It takes a certain amount of hubris to name your band Jesu. And even more to name your fourth album Ascension. It’s surely no accident that a Google image search of the two terms yields not just Justin Broadrick’s post-Rapture-ish cover art (a deserted playground, a fog-bound park without a trace of human life), but also Sunday-school visuals of Jesus rising up into heaven. The message is clear, if a little blasphemous. On the third day, the stone rolled away from the cave and the master appeared, wearing luminous white robes and floating skyward on clouds of glory and full-throttle guitar distortion.

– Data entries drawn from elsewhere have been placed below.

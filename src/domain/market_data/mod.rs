//! Market data aggregate: per-symbol series, value objects and the ports
//! used to fetch and persist them.

pub mod entities;
pub mod repositories;
pub mod value_objects;

pub use entities::*;
pub use repositories::*;
pub use value_objects::*;
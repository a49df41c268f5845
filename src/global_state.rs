use leptos::*;
use once_cell::sync::OnceCell;

/// Process-wide reactive state shared by the dashboard components
pub struct Globals {
    /// Bumped after every store commit
    pub store_revision: RwSignal<u64>,
    /// Bumped after every interaction or resize that needs a redraw
    pub ui_revision: RwSignal<u64>,
    /// Latest cycle summary or load/startup problem
    pub status: RwSignal<String>,
}

static GLOBALS: OnceCell<Globals> = OnceCell::new();

pub fn globals() -> &'static Globals {
    GLOBALS.get_or_init(|| Globals {
        store_revision: create_rw_signal(0),
        ui_revision: create_rw_signal(0),
        status: create_rw_signal("Starting...".to_string()),
    })
}
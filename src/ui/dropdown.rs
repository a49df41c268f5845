use crate::domain::chart::{ChartMode, Point, Rect};
use crate::domain::market_data::{Symbol, Timeframe};
use derive_more::Display;

use super::state::UiCommand;

/// The three top-bar dropdowns, in left-to-right order
#[derive(Debug, Clone, Copy, PartialEq, Eq, Hash, Display)]
pub enum DropdownId {
    #[display(fmt = "Crypto")]
    Symbol,
    #[display(fmt = "Chart")]
    ChartMode,
    #[display(fmt = "Time")]
    Timeframe,
}

impl DropdownId {
    pub const ALL: [DropdownId; 3] = [DropdownId::Symbol, DropdownId::ChartMode, DropdownId::Timeframe];

    pub fn slot(&self) -> usize {
        match self {
            DropdownId::Symbol => 0,
            DropdownId::ChartMode => 1,
            DropdownId::Timeframe => 2,
        }
    }
}

#[derive(Debug, Clone, PartialEq)]
pub struct Dropdown {
    pub id: DropdownId,
    pub options: Vec<String>,
    pub bounds: Rect,
    pub open: bool,
    pub selected: usize,
}

impl Dropdown {
    pub fn new(id: DropdownId, options: Vec<String>, bounds: Rect, selected: usize) -> Self {
        Self { id, options, bounds, open: false, selected }
    }

    pub fn symbols(symbols: &[Symbol], bounds: Rect, selected: usize) -> Self {
        Self::new(DropdownId::Symbol, symbols.iter().map(|s| s.to_string()).collect(), bounds, selected)
    }

    pub fn chart_modes(bounds: Rect, selected: ChartMode) -> Self {
        let options = ChartMode::all().iter().map(|m| m.to_string()).collect();
        Self::new(DropdownId::ChartMode, options, bounds, selected.index())
    }

    pub fn timeframes(bounds: Rect, selected: Timeframe) -> Self {
        let options = Timeframe::all().iter().map(|tf| tf.to_string()).collect();
        Self::new(DropdownId::Timeframe, options, bounds, selected.index())
    }

    /// Text shown on the header pill
    pub fn header_text(&self) -> &str {
        self.options.get(self.selected).map(String::as_str).unwrap_or("-")
    }

    /// Row `index` of the option list, stacked directly under the header
    pub fn option_rect(&self, index: usize, line_height: f64) -> Rect {
        Rect::new(
            self.bounds.x,
            self.bounds.bottom() + index as f64 * line_height,
            self.bounds.width,
            line_height,
        )
    }

    pub fn options_panel(&self, line_height: f64) -> Rect {
        Rect::new(
            self.bounds.x,
            self.bounds.bottom(),
            self.bounds.width,
            self.options.len() as f64 * line_height,
        )
    }

    /// Option row under `point`, if the list is open
    pub fn option_at(&self, point: Point, line_height: f64) -> Option<usize> {
        if !self.open || line_height <= 0.0 || !self.options_panel(line_height).contains(point) {
            return None;
        }
        let index = ((point.y - self.bounds.bottom()) / line_height).floor() as usize;
        (index < self.options.len()).then_some(index)
    }

    /// Command bound to option `index`
    pub fn command_for(&self, index: usize) -> Option<UiCommand> {
        match self.id {
            DropdownId::Symbol => (index < self.options.len()).then_some(UiCommand::SelectSymbol(index)),
            DropdownId::ChartMode => ChartMode::from_index(index).map(UiCommand::SetChartMode),
            DropdownId::Timeframe => Timeframe::from_index(index).map(UiCommand::SetTimeframe),
        }
    }
}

Not surprisingly, then, Ascension reaches for the sublime early and often. Its slow-moving textures of guitar superimpose giant crashes of sound on the lightness of synthesizer, the faint reassurance of Broadrick’s singing. These songs move at a glacial pace, melodies evolving over multiple measures of sound. And yet, for all their self-conscious grandeur, the tracks on Ascension seem more turgid than revelatory. “Broken Home” moves at a ritual pace, a bell-clear synthesizer melody slipping in and out of the shadow of obliterating guitars, its plainsong verse and vocal flourishes lifting improbably under a ponderous weight. Yet lovely as these elements are, they don’t go anywhere. The song proceeds in a stately march to nowhere, its heaviness an end in itself. And that seems to be the problem with a good bit of Ascension -- that weight never transmutes itself into meaning or crescendo into illumination.

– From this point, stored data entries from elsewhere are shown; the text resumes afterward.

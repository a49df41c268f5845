use derive_more::Display;
use serde::{Deserialize, Serialize};
use strum::{AsRefStr, EnumIter, EnumString, IntoEnumIterator};

/// Value Object - how a series is drawn
#[derive(
    Debug, Clone, Copy, PartialEq, Eq, Hash, Default, Display, EnumIter, EnumString, AsRefStr, Serialize, Deserialize,
)]
#[serde(rename_all = "lowercase")]
pub enum ChartMode {
    #[default]
    #[display(fmt = "Line")]
    #[strum(serialize = "line")]
    Line,
    #[display(fmt = "Candle")]
    #[strum(serialize = "candle")]
    Candle,
}

impl ChartMode {
    pub fn all() -> Vec<ChartMode> {
        ChartMode::iter().collect()
    }

    pub fn index(&self) -> usize {
        ChartMode::iter().position(|m| m == *self).unwrap_or(0)
    }

    pub fn from_index(index: usize) -> Option<ChartMode> {
        ChartMode::iter().nth(index)
    }
}

/// Value Object - screen-space point in canvas pixels
#[derive(Debug, Clone, Copy, PartialEq, Default)]
pub struct Point {
    pub x: f64,
    pub y: f64,
}

impl Point {
    pub fn new(x: f64, y: f64) -> Self {
        Self { x, y }
    }
}

/// Value Object - axis-aligned rectangle, origin at the top-left corner
#[derive(Debug, Clone, Copy, PartialEq, Default)]
pub struct Rect {
    pub x: f64,
    pub y: f64,
    pub width: f64,
    pub height: f64,
}

impl Rect {
    pub fn new(x: f64, y: f64, width: f64, height: f64) -> Self {
        Self { x, y, width, height }
    }

    pub fn right(&self) -> f64 {
        self.x + self.width
    }

    pub fn bottom(&self) -> f64 {
        self.y + self.height
    }

    pub fn center(&self) -> Point {
        Point::new(self.x + self.width / 2.0, self.y + self.height / 2.0)
    }

    /// Half-open hit test: left/top edges are inside, right/bottom are not.
    pub fn contains(&self, point: Point) -> bool {
        point.x >= self.x && point.x < self.right() && point.y >= self.y && point.y < self.bottom()
    }
}

/// Value Object - chart area in pixels. The plot is the area minus
/// `padding` on every side.
#[derive(Debug, Clone, Copy, PartialEq)]
pub struct Viewport {
    pub width: f64,
    pub height: f64,
    pub padding: f64,
}

impl Default for Viewport {
    fn default() -> Self {
        Self { width: 800.0, height: 600.0, padding: 48.0 }
    }
}

impl Viewport {
    pub fn new(width: f64, height: f64, padding: f64) -> Self {
        Self { width, height, padding }
    }

    /// Plot rectangle relative to the viewport origin. Never negative in size.
    pub fn plot_rect(&self) -> Rect {
        let width = (self.width - 2.0 * self.padding).max(0.0);
        let height = (self.height - 2.0 * self.padding).max(0.0);
        Rect::new(self.padding, self.padding, width, height)
    }
}

/// Value Object - Color
#[derive(Debug, Clone, Copy, PartialEq)]
pub struct Color {
    pub r: f32,
    pub g: f32,
    pub b: f32,
    pub a: f32,
}

impl Color {
    pub fn new(r: f32, g: f32, b: f32, a: f32) -> Self {
        Self { r, g, b, a }
    }

    pub fn rgb(r: f32, g: f32, b: f32) -> Self {
        Self::new(r, g, b, 1.0)
    }

    pub fn from_hex(hex: u32) -> Self {
        let r = ((hex >> 16) & 0xFF) as f32 / 255.0;
        let g = ((hex >> 8) & 0xFF) as f32 / 255.0;
        let b = (hex & 0xFF) as f32 / 255.0;
        Self::rgb(r, g, b)
    }

    /// CSS `rgba()` string for the 2D canvas context
    pub fn to_css(&self) -> String {
        let channel = |v: f32| (v.clamp(0.0, 1.0) * 255.0).round() as u8;
        format!("rgba({}, {}, {}, {})", channel(self.r), channel(self.g), channel(self.b), self.a)
    }

    pub fn with_alpha(&self, alpha: f32) -> Self {
        Self { a: alpha, ..*self }
    }

    pub const WHITE: Color = Color { r: 1.0, g: 1.0, b: 1.0, a: 1.0 };
    pub const UP: Color = Color { r: 0.0, g: 0.894, b: 0.188, a: 1.0 };
    pub const DOWN: Color = Color { r: 0.902, g: 0.161, b: 0.216, a: 1.0 };
    pub const NEUTRAL: Color = Color::WHITE;
    pub const LINE: Color = Color { r: 0.0, g: 0.474, b: 0.945, a: 1.0 };
    pub const BACKGROUND: Color = Color { r: 0.070, g: 0.078, b: 0.094, a: 1.0 };
    pub const PANEL: Color = Color { r: 0.157, g: 0.169, b: 0.192, a: 1.0 };
    pub const GRID: Color = Color { r: 0.4, g: 0.4, b: 0.4, a: 0.35 };
    pub const TEXT_MUTED: Color = Color { r: 0.784, g: 0.784, b: 0.784, a: 1.0 };
}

The album’s drudgery lifts in the second half, with epic “December” investing its slo-mo climaxes with drama rather than empty bombast. There’s a saw-toothed abrasion embedded in this late-album highlight’s guitar attack, so that every rupturing blast has an impact. Just after, “King of Kings” (Broadrick’s god complex at work again) makes its massive riffs bend and blur, a weighted damask curtain that somehow ruffles in the breeze. Toward the end, “Ascension” showcases the disc’s most pop-flavored guitar playing, an evolving series of chords that reminds me, bizarrely, of the intro to The Pretenders’ “Middle of the Road.”
But in the end, Ascension seems more about textures and atmospheres than anything else. At intervals here, Broadrick captures the crash of impending doom, the stray rays of melodic hopefulness, the patient repetition of a mystic in search of enlightenment. But he doesn’t construct much of a narrative here, a sense of beginning, middle and especially (oh where is it?) end. Ascension reaches for the infinite, but achieve it only intermittently. Mostly you’re left with songs that don’t stop time, only slow it down.